The source of the product for one of Osiris' products (Grafix Prime) and Epifix from Mimedix is the inner lining or amnion layer of a placenta that is processed and then frozen or freeze dried. In the case of Grafix Prime, the product is cryo-preserved, a special process lowering the temperature of the product after it is processed down to a temperature below minus 59 degrees Fahrenheit which is where it is believed all biological activity stops. In this way, the tissue containing live, mesenchymal stem cells and other biologic growth factors are preserved for future use. In the case of Mimedix products, the same part of the placenta is processed then freeze dried to preserve the product. This dried product, when re-hydrated, is suggested to have similar characteristics of the cryo-preserved product per Mimedix literature. Both products are considered allograft as they are brought from one human and applied to another human. The key here is that MSCs (mesenchymal stem cells) when sourced from the placenta have no issues with immunogenicity - that is there is no rejection from the patient. Osiris take it one step further and salvages the second inner layer of the placenta producing two more products, Grafix Core and Ovation. These are for all intents the same product in two forms. Grafix Core is the chorion layer of the placenta in a sheet-like form. Ovation is a suspension which can be blended with other products or injected into the patient for tendons or even bone applications like Charcot's foot.
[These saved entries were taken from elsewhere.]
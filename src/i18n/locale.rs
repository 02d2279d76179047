//! Locale keys and fallback chains
//!
//! A locale code such as `fr_CA`, `fr-CA` or `fr` is split on its first
//! `_` or `-` into a language and an optional region. Case is preserved:
//! store keys are matched exactly as they were registered.

use std::fmt;

/// A `(language, region)` pair borrowed from a locale code
#[derive(Debug, Clone, Copy, PartialEq, Eq, Hash)]
pub struct LocaleKey<'a> {
    pub language: &'a str,
    pub region: Option<&'a str>,
}

impl<'a> LocaleKey<'a> {
    /// Parse a locale code. Never fails; anything after the first
    /// separator is taken as the region verbatim.
    pub fn parse(code: &'a str) -> Self {
        match code.split_once(['_', '-']) {
            Some((language, region)) if !region.is_empty() => LocaleKey {
                language,
                region: Some(region),
            },
            Some((language, _)) => LocaleKey {
                language,
                region: None,
            },
            None => LocaleKey {
                language: code,
                region: None,
            },
        }
    }

    /// The language-only key for this locale
    pub fn language_only(&self) -> Self {
        LocaleKey {
            language: self.language,
            region: None,
        }
    }
}

impl fmt::Display for LocaleKey<'_> {
    fn fmt(&self, f: &mut fmt::Formatter<'_>) -> fmt::Result {
        match self.region {
            Some(region) => write!(f, "{}_{}", self.language, region),
            None => f.write_str(self.language),
        }
    }
}

/// Candidate keys for a locale code, most specific first.
///
/// `fr_CA` yields `[(fr, CA), (fr, None)]`; `fr` yields `[(fr, None)]`.
/// Callers fall back to the untranslated text once the chain is exhausted.
pub fn fallback_chain(code: &str) -> Vec<LocaleKey<'_>> {
    let key = LocaleKey::parse(code);
    match key.region {
        Some(_) => vec![key, key.language_only()],
        None => vec![key],
    }
}

#[cfg(test)]
mod tests {
    use super::*;

    fn pairs(code: &str) -> Vec<(&str, Option<&str>)> {
        fallback_chain(code)
            .into_iter()
            .map(|k| (k.language, k.region))
            .collect()
    }

    #[test]
    fn test_region_then_language() {
        assert_eq!(pairs("fr_CA"), vec![("fr", Some("CA")), ("fr", None)]);
        assert_eq!(pairs("fr-CA"), vec![("fr", Some("CA")), ("fr", None)]);
    }

    #[test]
    fn test_language_only() {
        assert_eq!(pairs("fr"), vec![("fr", None)]);
    }

    #[test]
    fn test_unknown_region_kept_literally() {
        assert_eq!(pairs("fr_LOL"), vec![("fr", Some("LOL")), ("fr", None)]);
    }

    #[test]
    fn test_split_on_first_separator_only() {
        assert_eq!(
            pairs("sr_Latn_RS"),
            vec![("sr", Some("Latn_RS")), ("sr", None)]
        );
    }

    #[test]
    fn test_case_preserved() {
        assert_eq!(pairs("FR_ca"), vec![("FR", Some("ca")), ("FR", None)]);
    }

    #[test]
    fn test_degenerate_codes() {
        assert_eq!(pairs(""), vec![("", None)]);
        assert_eq!(pairs("fr_"), vec![("fr", None)]);
    }

    #[test]
    fn test_display_round_trip() {
        assert_eq!(LocaleKey::parse("fr-CA").to_string(), "fr_CA");
        assert_eq!(LocaleKey::parse("fr").to_string(), "fr");
    }
}
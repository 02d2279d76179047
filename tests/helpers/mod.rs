//! Test helpers
//!
//! Stages the fixture catalogs from `tests/data/locales` into a temporary
//! translation root so tests can compile them without touching the tree.

#![allow(dead_code)]

use std::path::{Path, PathBuf};
use std::sync::{Arc, Once};

use tempfile::TempDir;
use vernacular::{CatalogLoader, CatalogStore, Translator};

static INIT: Once = Once::new();

const FIXTURES: &[(&str, &str, &str)] = &[
    ("fr", "test", include_str!("../data/locales/fr/LC_MESSAGES/test.po")),
    ("fr_CA", "test", include_str!("../data/locales/fr_CA/LC_MESSAGES/test.po")),
];

/// Initialize logging for tests (called once)
pub fn init_test_logging() {
    INIT.call_once(|| {
        let _ = tracing_subscriber::fmt()
            .with_env_filter("debug")
            .with_test_writer()
            .try_init();
    });
}

/// A temporary translation root holding the fixture `.po` files
pub struct TranslationRoot {
    dir: TempDir,
}

impl TranslationRoot {
    pub fn new() -> Self {
        init_test_logging();
        let dir = TempDir::new().expect("Failed to create temp dir");
        for (locale, domain, body) in FIXTURES {
            write_po(dir.path(), locale, domain, body);
        }
        Self { dir }
    }

    pub fn path(&self) -> &Path {
        self.dir.path()
    }

    /// Add another `.po` file under this root
    pub fn add(&self, locale: &str, domain: &str, body: &str) -> PathBuf {
        write_po(self.path(), locale, domain, body)
    }

    pub async fn load(&self, compile: bool) -> CatalogStore {
        CatalogLoader::new([self.path()])
            .compile(compile)
            .load()
            .await
            .expect("Failed to load fixture catalogs")
    }

    pub async fn translator(&self) -> Translator {
        Translator::new(Arc::new(self.load(true).await), "test")
    }
}

fn write_po(root: &Path, locale: &str, domain: &str, body: &str) -> PathBuf {
    let dir = root.join(locale).join("LC_MESSAGES");
    std::fs::create_dir_all(&dir).expect("Failed to create LC_MESSAGES");
    let path = dir.join(format!("{}.po", domain));
    std::fs::write(&path, body).expect("Failed to write fixture");
    path
}
//! Application settings management
//!
//! This module defines the configuration structure and provides methods
//! for loading settings from configuration files and environment variables.

use serde::{Deserialize, Serialize};

/// Main configuration structure
#[derive(Debug, Clone, Deserialize, Serialize)]
pub struct Settings {
    pub translations: TranslationsConfig,
    pub logging: LoggingConfig,
}

/// Translation sources and lookup defaults
#[derive(Debug, Clone, Deserialize, Serialize)]
pub struct TranslationsConfig {
    /// Domain used when neither the call nor the message names one
    pub default_domain: String,
    /// Roots laid out as `{root}/{locale}/LC_MESSAGES/{domain}.po`
    pub sources: Vec<String>,
    /// Compile stale `.po` files into `.mo` files before loading
    #[serde(default)]
    pub compile: bool,
    /// Only load these domains
    #[serde(default)]
    pub restrict: Option<Vec<String>>,
}

/// Logging configuration
#[derive(Debug, Clone, Deserialize, Serialize)]
pub struct LoggingConfig {
    pub level: String,
    #[serde(default)]
    pub directory: Option<String>,
    #[serde(default)]
    pub json: bool,
}

impl Settings {
    /// Load settings from configuration file and environment variables
    ///
    /// Environment variables use the `VERNACULAR_` prefix and `__` for
    /// nesting, e.g. `VERNACULAR_TRANSLATIONS__DEFAULT_DOMAIN=app`.
    pub fn new() -> Result<Self, config::ConfigError> {
        let defaults = Settings::default();
        let settings = config::Config::builder()
            .set_default("translations.default_domain", defaults.translations.default_domain)?
            .set_default("translations.sources", defaults.translations.sources)?
            .set_default("translations.compile", defaults.translations.compile)?
            .set_default("logging.level", defaults.logging.level)?
            .set_default("logging.json", defaults.logging.json)?
            .add_source(config::File::with_name("vernacular").required(false))
            .add_source(
                config::Environment::with_prefix("VERNACULAR")
                    .separator("__")
                    .list_separator(",")
                    .with_list_parse_key("translations.sources")
                    .with_list_parse_key("translations.restrict")
                    .try_parsing(true),
            )
            .build()?;

        settings.try_deserialize()
    }

    /// Validate configuration settings
    pub fn validate(&self) -> Result<(), crate::utils::errors::VernacularError> {
        super::validation::validate_settings(self)
    }
}

impl Default for Settings {
    fn default() -> Self {
        Self {
            translations: TranslationsConfig {
                default_domain: "messages".to_string(),
                sources: vec!["locales".to_string()],
                compile: false,
                restrict: None,
            },
            logging: LoggingConfig {
                level: "info".to_string(),
                directory: None,
                json: false,
            },
        }
    }
}

#[cfg(test)]
mod tests {
    use super::*;

    #[test]
    fn test_default_settings_are_valid() {
        let settings = Settings::default();
        assert_eq!(settings.translations.default_domain, "messages");
        assert!(settings.validate().is_ok());
    }

    #[test]
    fn test_deserialize_from_toml_source() {
        let raw = r#"
            [translations]
            default_domain = "test"
            sources = ["a", "b"]
            compile = true

            [logging]
            level = "debug"
        "#;
        let settings: Settings = config::Config::builder()
            .add_source(config::File::from_str(raw, config::FileFormat::Toml))
            .build()
            .unwrap()
            .try_deserialize()
            .unwrap();

        assert_eq!(settings.translations.default_domain, "test");
        assert_eq!(settings.translations.sources, vec!["a", "b"]);
        assert!(settings.translations.compile);
        assert!(settings.translations.restrict.is_none());
        assert_eq!(settings.logging.level, "debug");
        assert!(settings.logging.directory.is_none());
        assert!(!settings.logging.json);
    }
}
//! GNU gettext `.mo` files
//!
//! Layout: a 28-byte header (magic, revision, string count, offsets of the
//! original and translation tables, hash table size and offset), two tables
//! of `(length, offset)` pairs, then the NUL-terminated strings. Plural
//! entries join their ids and their forms with NUL. The empty msgid carries
//! the catalog header.

use std::path::Path;

use super::message_catalog::MessageCatalog;
use crate::utils::errors::{VernacularError, Result};

const MAGIC: u32 = 0x9504_12de;
const MAGIC_SWAPPED: u32 = 0xde12_0495;
const HEADER_SIZE: usize = 28;

/// Parse a `.mo` image. `path` is only used in error messages.
pub fn parse(bytes: &[u8], path: &Path) -> Result<MessageCatalog> {
    let reader = Reader::new(bytes, path)?;

    let revision = reader.u32_at(4)?;
    if revision >> 16 != 0 {
        return Err(VernacularError::malformed(
            path,
            format!("unsupported major revision {}", revision >> 16),
        ));
    }

    let count = reader.u32_at(8)? as usize;
    let originals = reader.u32_at(12)? as usize;
    let translations = reader.u32_at(16)? as usize;

    let mut catalog = MessageCatalog::new();
    let mut header = None;

    for index in 0..count {
        let msgid = reader.string_at(originals, index)?;
        let msgstr = reader.string_at(translations, index)?;

        if msgid.is_empty() {
            header = Some(msgstr);
            continue;
        }

        match msgid.split_once('\0') {
            Some((singular, plural)) => {
                let forms = msgstr.split('\0').map(str::to_string).collect();
                catalog.add_plural_message(singular, plural, forms);
            }
            None => catalog.add_message(msgid, msgstr),
        }
    }

    if let Some(header) = header {
        catalog.set_header(header)?;
    }

    Ok(catalog)
}

/// Read and parse a `.mo` file
pub async fn read(path: &Path) -> Result<MessageCatalog> {
    let bytes = tokio::fs::read(path).await?;
    parse(&bytes, path)
}

/// Serialize a catalog to a little-endian `.mo` image without a hash table
pub fn to_bytes(catalog: &MessageCatalog) -> Vec<u8> {
    let mut entries: Vec<(String, String)> = Vec::with_capacity(catalog.len() + 1);
    entries.push((String::new(), catalog.header()));
    entries.extend(
        catalog
            .messages()
            .map(|(msgid, msgstr)| (msgid.to_string(), msgstr.to_string())),
    );
    entries.extend(catalog.plural_messages().map(|(msgid, msgid_plural, forms)| {
        (format!("{}\0{}", msgid, msgid_plural), forms.join("\0"))
    }));
    entries.sort_by(|a, b| a.0.as_bytes().cmp(b.0.as_bytes()));

    let count = entries.len();
    let originals_offset = HEADER_SIZE;
    let translations_offset = originals_offset + count * 8;
    let mut data_offset = translations_offset + count * 8;

    let mut out = Vec::new();
    for value in [
        MAGIC,
        0,
        count as u32,
        originals_offset as u32,
        translations_offset as u32,
        0,
        data_offset as u32,
    ] {
        out.extend_from_slice(&value.to_le_bytes());
    }

    write_table(&mut out, entries.iter().map(|(msgid, _)| msgid), &mut data_offset);
    write_table(&mut out, entries.iter().map(|(_, msgstr)| msgstr), &mut data_offset);

    for (msgid, _) in &entries {
        out.extend_from_slice(msgid.as_bytes());
        out.push(0);
    }
    for (_, msgstr) in &entries {
        out.extend_from_slice(msgstr.as_bytes());
        out.push(0);
    }

    out
}

fn write_table<'e>(
    out: &mut Vec<u8>,
    strings: impl Iterator<Item = &'e String>,
    data_offset: &mut usize,
) {
    for s in strings {
        out.extend_from_slice(&(s.len() as u32).to_le_bytes());
        out.extend_from_slice(&(*data_offset as u32).to_le_bytes());
        *data_offset += s.len() + 1;
    }
}

struct Reader<'a> {
    bytes: &'a [u8],
    path: &'a Path,
    big_endian: bool,
}

impl<'a> Reader<'a> {
    fn new(bytes: &'a [u8], path: &'a Path) -> Result<Self> {
        if bytes.len() < HEADER_SIZE {
            return Err(VernacularError::malformed(path, "file shorter than header"));
        }
        let magic = u32::from_le_bytes([bytes[0], bytes[1], bytes[2], bytes[3]]);
        let big_endian = match magic {
            MAGIC => false,
            MAGIC_SWAPPED => true,
            other => {
                return Err(VernacularError::malformed(
                    path,
                    format!("bad magic number {:#010x}", other),
                ))
            }
        };
        Ok(Self {
            bytes,
            path,
            big_endian,
        })
    }

    fn u32_at(&self, offset: usize) -> Result<u32> {
        let raw: [u8; 4] = offset
            .checked_add(4)
            .and_then(|end| self.bytes.get(offset..end))
            .and_then(|slice| slice.try_into().ok())
            .ok_or_else(|| {
                VernacularError::malformed(self.path, format!("offset {} out of bounds", offset))
            })?;
        Ok(if self.big_endian {
            u32::from_be_bytes(raw)
        } else {
            u32::from_le_bytes(raw)
        })
    }

    fn string_at(&self, table: usize, index: usize) -> Result<&'a str> {
        let entry = table + index * 8;
        let length = self.u32_at(entry)? as usize;
        let offset = self.u32_at(entry + 4)? as usize;

        let raw = offset
            .checked_add(length)
            .and_then(|end| self.bytes.get(offset..end))
            .ok_or_else(|| {
                VernacularError::malformed(
                    self.path,
                    format!("string {} at {}+{} out of bounds", index, offset, length),
                )
            })?;

        std::str::from_utf8(raw).map_err(|e| {
            VernacularError::malformed(self.path, format!("string {} is not UTF-8: {}", index, e))
        })
    }
}
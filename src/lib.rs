//! Vernacular
//!
//! Runtime translation lookup over gettext catalogs. Messages are
//! [`TranslatableString`] values carrying their untranslated text, an
//! optional domain and a placeholder mapping. A [`Translator`] resolves them
//! for a target locale, falling back from `language_REGION` to `language`
//! and finally to the untranslated text.

pub mod catalog;
pub mod config;
pub mod i18n;
pub mod utils;

// Re-export commonly used types
pub use config::Settings;
pub use utils::errors::{VernacularError, Result};

// Re-export main components for easy access
pub use catalog::{CatalogLoader, CatalogStore, MessageCatalog, TranslationStore};
pub use i18n::{Mapping, TranslatableString, Translator};

/// Library version
pub const VERSION: &str = env!("CARGO_PKG_VERSION");

/// Library name
pub const NAME: &str = env!("CARGO_PKG_NAME");

/// Get library information
pub fn info() -> String {
    format!("{} v{}", NAME, VERSION)
}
These are cutting edge products that can heal chronic wounds in much faster time than anything else on the market. They can be used across a wide variety of maladies from DFUs or diabetic foot ulcers to venous stasis sores, decubitous or pressure sores, burns, bone repair (particularly non-unions), spinal surgery, any muscle surgery where adhesions may be an issue, even oral surgery as this is known to be able to regrow gingiva. Right now Medicare doesn't pay for these products and it will be at least January before that decision can be made. Even then, it will only pay a part under certain conditions for these products. What is the difference? If you could be healed in two or three weeks instead of months and months, what is that value? And yes, that means there will be extreme savings over time, but that kind of reasoning has never been much of a part of the government oversight.
Be aware of these kinds of issues as we go forward. Take the initiative to learn about just what is in the bill before they pass it. We really need some leadership in this country and world-wide that makes the most sense for the best possible care.